* Task goal
Using the data below, copy out all lines with the word "PaymentMethod".

#####

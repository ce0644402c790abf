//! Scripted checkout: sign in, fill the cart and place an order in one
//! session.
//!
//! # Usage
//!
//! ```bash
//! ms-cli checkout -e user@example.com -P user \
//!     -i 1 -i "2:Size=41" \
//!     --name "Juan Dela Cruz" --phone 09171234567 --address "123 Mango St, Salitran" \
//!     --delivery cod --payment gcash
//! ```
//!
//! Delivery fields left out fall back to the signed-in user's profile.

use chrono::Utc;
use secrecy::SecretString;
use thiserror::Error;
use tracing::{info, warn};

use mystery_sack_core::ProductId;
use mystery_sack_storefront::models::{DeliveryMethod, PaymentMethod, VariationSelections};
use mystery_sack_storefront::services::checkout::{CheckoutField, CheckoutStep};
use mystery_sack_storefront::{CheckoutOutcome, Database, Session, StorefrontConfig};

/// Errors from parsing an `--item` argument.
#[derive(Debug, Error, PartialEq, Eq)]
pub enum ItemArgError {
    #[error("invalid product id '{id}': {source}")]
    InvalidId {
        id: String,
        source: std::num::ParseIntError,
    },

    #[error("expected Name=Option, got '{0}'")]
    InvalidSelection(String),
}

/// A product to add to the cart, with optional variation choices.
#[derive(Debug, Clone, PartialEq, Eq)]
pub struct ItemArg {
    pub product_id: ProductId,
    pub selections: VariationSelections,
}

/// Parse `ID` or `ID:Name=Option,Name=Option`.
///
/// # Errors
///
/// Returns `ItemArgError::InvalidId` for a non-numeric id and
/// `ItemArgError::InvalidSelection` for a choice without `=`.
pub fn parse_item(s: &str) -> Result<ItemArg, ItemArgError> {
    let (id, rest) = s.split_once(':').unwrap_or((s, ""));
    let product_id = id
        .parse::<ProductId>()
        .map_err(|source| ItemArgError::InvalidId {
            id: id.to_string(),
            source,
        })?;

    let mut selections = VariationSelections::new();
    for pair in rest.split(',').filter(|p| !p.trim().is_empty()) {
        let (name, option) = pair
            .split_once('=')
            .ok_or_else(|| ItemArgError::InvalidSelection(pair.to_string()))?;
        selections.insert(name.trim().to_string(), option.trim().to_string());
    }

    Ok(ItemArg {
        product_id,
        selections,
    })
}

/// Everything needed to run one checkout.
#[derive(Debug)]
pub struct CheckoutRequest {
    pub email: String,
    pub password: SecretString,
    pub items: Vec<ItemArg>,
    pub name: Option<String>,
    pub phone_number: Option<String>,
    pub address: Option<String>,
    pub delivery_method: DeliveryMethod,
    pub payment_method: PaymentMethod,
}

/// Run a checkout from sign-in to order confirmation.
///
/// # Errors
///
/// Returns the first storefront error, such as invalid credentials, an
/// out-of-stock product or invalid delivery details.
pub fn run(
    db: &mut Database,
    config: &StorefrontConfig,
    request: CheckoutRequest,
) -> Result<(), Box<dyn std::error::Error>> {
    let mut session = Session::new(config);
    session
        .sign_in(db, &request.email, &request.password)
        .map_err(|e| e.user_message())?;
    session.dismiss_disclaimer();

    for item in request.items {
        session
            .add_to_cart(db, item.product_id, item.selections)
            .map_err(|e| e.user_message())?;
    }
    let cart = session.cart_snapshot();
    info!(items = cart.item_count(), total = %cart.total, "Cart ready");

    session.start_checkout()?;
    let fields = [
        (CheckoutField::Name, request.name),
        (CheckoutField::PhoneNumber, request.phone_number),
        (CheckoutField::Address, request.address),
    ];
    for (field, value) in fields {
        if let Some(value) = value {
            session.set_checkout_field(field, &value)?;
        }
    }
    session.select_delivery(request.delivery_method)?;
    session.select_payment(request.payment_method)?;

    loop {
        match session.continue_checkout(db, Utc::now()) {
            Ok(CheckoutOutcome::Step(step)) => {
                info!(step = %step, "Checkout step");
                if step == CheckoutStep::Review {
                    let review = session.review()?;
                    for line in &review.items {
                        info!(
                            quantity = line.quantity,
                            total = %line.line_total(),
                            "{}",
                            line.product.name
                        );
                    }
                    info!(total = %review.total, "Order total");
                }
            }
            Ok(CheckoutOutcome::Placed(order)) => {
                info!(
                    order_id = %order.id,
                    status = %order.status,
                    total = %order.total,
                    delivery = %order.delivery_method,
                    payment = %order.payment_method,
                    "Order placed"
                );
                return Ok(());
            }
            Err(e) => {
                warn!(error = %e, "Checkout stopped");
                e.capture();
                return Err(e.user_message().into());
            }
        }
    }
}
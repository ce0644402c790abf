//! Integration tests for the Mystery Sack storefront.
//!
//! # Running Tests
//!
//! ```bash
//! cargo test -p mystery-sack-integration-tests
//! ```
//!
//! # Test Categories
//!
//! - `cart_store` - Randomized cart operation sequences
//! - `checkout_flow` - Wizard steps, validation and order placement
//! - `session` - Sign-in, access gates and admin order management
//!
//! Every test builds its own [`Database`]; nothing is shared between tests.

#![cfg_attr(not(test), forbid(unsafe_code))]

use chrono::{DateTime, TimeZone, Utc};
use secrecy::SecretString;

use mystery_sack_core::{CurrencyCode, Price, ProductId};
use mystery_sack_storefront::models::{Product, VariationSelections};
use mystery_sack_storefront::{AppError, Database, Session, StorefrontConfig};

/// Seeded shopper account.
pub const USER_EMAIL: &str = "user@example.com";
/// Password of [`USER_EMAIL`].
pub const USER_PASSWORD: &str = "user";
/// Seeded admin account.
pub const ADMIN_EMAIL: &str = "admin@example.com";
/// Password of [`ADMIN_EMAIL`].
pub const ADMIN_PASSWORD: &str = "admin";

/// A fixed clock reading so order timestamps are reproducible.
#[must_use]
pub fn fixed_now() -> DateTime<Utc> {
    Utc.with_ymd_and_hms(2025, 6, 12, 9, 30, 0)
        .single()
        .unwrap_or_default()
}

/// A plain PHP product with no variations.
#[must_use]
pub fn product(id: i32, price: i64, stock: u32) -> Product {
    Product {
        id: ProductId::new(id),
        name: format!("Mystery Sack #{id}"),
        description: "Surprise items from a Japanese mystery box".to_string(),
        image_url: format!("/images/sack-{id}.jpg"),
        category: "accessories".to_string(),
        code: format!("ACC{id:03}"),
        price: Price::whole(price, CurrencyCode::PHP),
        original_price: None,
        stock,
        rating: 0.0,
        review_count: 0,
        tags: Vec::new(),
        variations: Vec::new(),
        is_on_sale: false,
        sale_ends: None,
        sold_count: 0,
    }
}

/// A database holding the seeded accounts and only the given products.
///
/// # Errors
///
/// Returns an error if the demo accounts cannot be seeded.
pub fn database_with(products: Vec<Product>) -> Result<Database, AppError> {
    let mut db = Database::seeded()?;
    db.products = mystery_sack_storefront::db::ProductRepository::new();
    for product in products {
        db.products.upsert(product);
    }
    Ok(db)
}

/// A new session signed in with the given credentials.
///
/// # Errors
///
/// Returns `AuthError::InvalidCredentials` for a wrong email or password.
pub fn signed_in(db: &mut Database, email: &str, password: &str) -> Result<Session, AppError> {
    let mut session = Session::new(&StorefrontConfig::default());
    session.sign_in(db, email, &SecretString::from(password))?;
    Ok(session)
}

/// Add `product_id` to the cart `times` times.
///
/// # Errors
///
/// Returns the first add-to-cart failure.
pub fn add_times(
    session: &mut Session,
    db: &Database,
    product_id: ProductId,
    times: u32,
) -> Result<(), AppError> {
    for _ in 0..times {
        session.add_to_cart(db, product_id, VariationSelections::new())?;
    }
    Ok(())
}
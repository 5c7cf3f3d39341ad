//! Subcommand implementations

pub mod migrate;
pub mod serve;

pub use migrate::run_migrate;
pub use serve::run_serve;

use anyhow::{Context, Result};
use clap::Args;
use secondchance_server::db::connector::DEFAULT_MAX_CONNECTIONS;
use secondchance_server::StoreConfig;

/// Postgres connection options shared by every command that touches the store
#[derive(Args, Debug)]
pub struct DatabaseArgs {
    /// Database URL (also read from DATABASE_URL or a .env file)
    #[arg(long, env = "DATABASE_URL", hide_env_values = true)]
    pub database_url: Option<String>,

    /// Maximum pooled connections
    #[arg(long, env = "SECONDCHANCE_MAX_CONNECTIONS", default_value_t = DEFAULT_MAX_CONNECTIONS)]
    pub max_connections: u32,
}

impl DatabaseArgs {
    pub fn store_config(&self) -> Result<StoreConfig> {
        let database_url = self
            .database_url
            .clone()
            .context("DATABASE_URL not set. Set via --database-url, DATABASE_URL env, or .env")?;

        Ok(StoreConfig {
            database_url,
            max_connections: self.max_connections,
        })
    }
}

#####

* Result of this exercise
use mystery_sack_storefront::models::{DeliveryMethod, PaymentMethod, VariationSelections};
    pub payment_method: PaymentMethod,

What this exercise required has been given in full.